## Your instructions
Copy each line of the data below in which the word "shared" can be found.

(Beginning of Dataset extract)

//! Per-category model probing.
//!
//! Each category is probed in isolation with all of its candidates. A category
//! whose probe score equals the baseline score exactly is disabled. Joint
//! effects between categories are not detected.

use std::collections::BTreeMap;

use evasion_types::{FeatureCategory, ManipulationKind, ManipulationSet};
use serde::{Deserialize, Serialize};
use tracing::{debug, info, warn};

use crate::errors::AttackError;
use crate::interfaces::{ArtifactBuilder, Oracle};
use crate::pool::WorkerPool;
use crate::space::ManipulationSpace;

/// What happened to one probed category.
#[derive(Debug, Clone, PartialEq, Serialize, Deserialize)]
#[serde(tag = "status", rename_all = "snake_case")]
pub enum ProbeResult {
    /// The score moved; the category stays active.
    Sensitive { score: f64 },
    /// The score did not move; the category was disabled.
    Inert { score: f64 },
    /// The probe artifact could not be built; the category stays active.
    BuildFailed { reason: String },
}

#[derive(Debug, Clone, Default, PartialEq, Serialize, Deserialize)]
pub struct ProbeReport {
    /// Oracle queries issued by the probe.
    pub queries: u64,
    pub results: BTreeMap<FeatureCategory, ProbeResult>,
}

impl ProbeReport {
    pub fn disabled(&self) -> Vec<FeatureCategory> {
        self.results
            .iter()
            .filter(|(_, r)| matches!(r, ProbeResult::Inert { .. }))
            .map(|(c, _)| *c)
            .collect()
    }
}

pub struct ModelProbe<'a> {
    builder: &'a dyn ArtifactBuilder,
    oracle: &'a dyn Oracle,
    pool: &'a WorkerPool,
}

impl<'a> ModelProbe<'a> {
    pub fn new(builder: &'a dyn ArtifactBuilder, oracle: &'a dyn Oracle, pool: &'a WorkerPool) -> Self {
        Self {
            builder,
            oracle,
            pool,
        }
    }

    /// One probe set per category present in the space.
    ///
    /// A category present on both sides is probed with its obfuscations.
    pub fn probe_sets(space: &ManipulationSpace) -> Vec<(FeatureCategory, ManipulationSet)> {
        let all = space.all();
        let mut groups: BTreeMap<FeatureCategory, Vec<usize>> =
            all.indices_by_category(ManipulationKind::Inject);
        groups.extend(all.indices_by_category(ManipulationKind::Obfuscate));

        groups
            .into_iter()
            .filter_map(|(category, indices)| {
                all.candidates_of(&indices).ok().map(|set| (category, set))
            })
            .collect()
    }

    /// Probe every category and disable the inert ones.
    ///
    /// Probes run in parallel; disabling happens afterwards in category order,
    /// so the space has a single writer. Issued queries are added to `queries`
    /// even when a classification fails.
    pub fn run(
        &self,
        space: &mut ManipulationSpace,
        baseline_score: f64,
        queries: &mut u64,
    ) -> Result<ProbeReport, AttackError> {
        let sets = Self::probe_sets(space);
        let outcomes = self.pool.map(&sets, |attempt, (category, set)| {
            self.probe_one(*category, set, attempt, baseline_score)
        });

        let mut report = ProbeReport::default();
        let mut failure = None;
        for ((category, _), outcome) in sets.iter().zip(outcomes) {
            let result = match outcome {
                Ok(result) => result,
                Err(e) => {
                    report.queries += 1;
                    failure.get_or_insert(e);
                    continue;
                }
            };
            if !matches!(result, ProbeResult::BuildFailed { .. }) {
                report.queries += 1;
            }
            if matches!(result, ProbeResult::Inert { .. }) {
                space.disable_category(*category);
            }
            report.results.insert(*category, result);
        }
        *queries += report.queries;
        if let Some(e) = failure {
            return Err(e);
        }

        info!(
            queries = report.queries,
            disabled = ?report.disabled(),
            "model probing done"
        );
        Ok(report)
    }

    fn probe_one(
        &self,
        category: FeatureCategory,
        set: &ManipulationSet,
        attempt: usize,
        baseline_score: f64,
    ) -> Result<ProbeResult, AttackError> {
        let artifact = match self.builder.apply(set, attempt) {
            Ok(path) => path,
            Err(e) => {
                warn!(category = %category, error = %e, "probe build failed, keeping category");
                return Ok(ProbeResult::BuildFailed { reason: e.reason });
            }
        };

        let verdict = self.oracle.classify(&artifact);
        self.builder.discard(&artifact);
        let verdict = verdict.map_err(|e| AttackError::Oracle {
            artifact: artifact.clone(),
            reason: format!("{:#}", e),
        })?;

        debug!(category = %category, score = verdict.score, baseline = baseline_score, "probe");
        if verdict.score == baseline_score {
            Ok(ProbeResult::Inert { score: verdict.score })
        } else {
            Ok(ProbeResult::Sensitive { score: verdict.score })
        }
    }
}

(End of Dataset extract)
(Beginning of Dataset extract)

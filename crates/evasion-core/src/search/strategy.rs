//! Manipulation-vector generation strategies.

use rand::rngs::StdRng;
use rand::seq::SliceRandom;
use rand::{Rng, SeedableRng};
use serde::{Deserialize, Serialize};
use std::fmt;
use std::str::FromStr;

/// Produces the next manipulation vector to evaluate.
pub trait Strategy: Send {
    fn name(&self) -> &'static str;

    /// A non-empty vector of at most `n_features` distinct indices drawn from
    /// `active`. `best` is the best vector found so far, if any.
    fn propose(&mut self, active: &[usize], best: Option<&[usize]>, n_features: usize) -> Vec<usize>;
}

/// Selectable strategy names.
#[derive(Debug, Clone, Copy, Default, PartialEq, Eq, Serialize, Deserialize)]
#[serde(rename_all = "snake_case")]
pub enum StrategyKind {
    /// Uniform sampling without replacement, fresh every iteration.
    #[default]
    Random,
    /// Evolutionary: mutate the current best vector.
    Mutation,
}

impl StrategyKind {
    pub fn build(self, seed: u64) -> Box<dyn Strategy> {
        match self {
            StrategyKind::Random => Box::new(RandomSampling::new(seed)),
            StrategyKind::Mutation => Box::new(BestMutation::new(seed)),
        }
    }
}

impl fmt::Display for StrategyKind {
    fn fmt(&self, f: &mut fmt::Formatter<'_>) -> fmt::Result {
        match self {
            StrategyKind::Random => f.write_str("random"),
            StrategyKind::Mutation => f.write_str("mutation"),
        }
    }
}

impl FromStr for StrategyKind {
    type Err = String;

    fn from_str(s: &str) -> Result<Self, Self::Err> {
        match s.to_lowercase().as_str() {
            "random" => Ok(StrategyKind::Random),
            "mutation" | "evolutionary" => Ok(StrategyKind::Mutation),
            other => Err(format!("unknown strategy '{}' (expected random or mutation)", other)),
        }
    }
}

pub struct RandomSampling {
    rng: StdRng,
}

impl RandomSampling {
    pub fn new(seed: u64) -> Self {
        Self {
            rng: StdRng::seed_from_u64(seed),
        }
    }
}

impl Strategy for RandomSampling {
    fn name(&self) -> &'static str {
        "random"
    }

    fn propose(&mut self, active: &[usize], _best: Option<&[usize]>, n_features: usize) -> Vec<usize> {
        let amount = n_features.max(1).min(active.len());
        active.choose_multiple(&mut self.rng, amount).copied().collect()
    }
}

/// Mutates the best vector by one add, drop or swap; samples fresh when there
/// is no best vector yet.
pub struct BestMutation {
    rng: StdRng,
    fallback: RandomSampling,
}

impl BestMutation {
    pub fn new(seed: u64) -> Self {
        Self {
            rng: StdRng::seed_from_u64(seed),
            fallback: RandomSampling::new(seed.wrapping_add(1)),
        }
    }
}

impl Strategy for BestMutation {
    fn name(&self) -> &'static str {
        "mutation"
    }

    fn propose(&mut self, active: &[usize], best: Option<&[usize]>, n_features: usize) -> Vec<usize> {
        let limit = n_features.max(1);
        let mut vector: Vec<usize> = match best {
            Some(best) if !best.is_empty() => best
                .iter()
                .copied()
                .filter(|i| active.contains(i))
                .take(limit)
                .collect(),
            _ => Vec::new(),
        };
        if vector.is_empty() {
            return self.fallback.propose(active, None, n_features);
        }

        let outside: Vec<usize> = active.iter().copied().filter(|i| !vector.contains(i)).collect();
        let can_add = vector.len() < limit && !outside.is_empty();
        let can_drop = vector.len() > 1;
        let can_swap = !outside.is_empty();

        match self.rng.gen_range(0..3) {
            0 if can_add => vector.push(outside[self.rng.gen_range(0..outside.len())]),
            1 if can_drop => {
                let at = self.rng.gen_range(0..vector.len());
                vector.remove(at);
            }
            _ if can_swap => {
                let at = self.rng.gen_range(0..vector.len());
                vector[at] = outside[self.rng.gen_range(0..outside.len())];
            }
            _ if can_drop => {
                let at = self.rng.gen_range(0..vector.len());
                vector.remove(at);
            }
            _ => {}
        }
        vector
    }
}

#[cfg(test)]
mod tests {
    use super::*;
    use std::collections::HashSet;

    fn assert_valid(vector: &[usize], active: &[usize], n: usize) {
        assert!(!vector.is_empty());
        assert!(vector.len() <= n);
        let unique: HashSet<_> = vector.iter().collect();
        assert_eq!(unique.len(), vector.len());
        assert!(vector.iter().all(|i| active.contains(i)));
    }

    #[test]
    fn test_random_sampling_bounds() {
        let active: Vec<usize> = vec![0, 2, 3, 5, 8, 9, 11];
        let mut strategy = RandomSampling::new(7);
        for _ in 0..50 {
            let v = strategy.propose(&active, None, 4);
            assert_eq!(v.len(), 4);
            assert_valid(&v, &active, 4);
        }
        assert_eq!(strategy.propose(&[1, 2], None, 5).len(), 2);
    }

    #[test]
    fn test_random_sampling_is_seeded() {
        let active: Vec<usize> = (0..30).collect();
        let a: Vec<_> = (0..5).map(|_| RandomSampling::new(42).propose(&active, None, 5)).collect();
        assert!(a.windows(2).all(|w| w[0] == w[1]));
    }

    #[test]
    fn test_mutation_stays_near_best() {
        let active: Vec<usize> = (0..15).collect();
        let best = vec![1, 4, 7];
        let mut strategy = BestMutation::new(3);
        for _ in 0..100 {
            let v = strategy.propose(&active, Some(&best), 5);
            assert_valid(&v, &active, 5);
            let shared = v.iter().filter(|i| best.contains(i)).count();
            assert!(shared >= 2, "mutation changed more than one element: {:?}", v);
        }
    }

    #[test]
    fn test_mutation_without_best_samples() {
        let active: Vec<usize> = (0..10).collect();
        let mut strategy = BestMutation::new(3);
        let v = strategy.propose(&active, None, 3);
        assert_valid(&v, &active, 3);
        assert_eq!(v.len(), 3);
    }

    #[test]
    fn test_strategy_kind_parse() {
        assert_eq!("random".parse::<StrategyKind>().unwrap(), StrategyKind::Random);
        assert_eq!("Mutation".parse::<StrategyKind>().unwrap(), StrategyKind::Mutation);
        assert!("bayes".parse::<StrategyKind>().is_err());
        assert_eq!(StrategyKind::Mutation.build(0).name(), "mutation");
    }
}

(End of Dataset extract)

## Answer to the problem
            let shared = v.iter().filter(|i| best.contains(i)).count();
            assert!(shared >= 2, "mutation changed more than one element: {:?}", v);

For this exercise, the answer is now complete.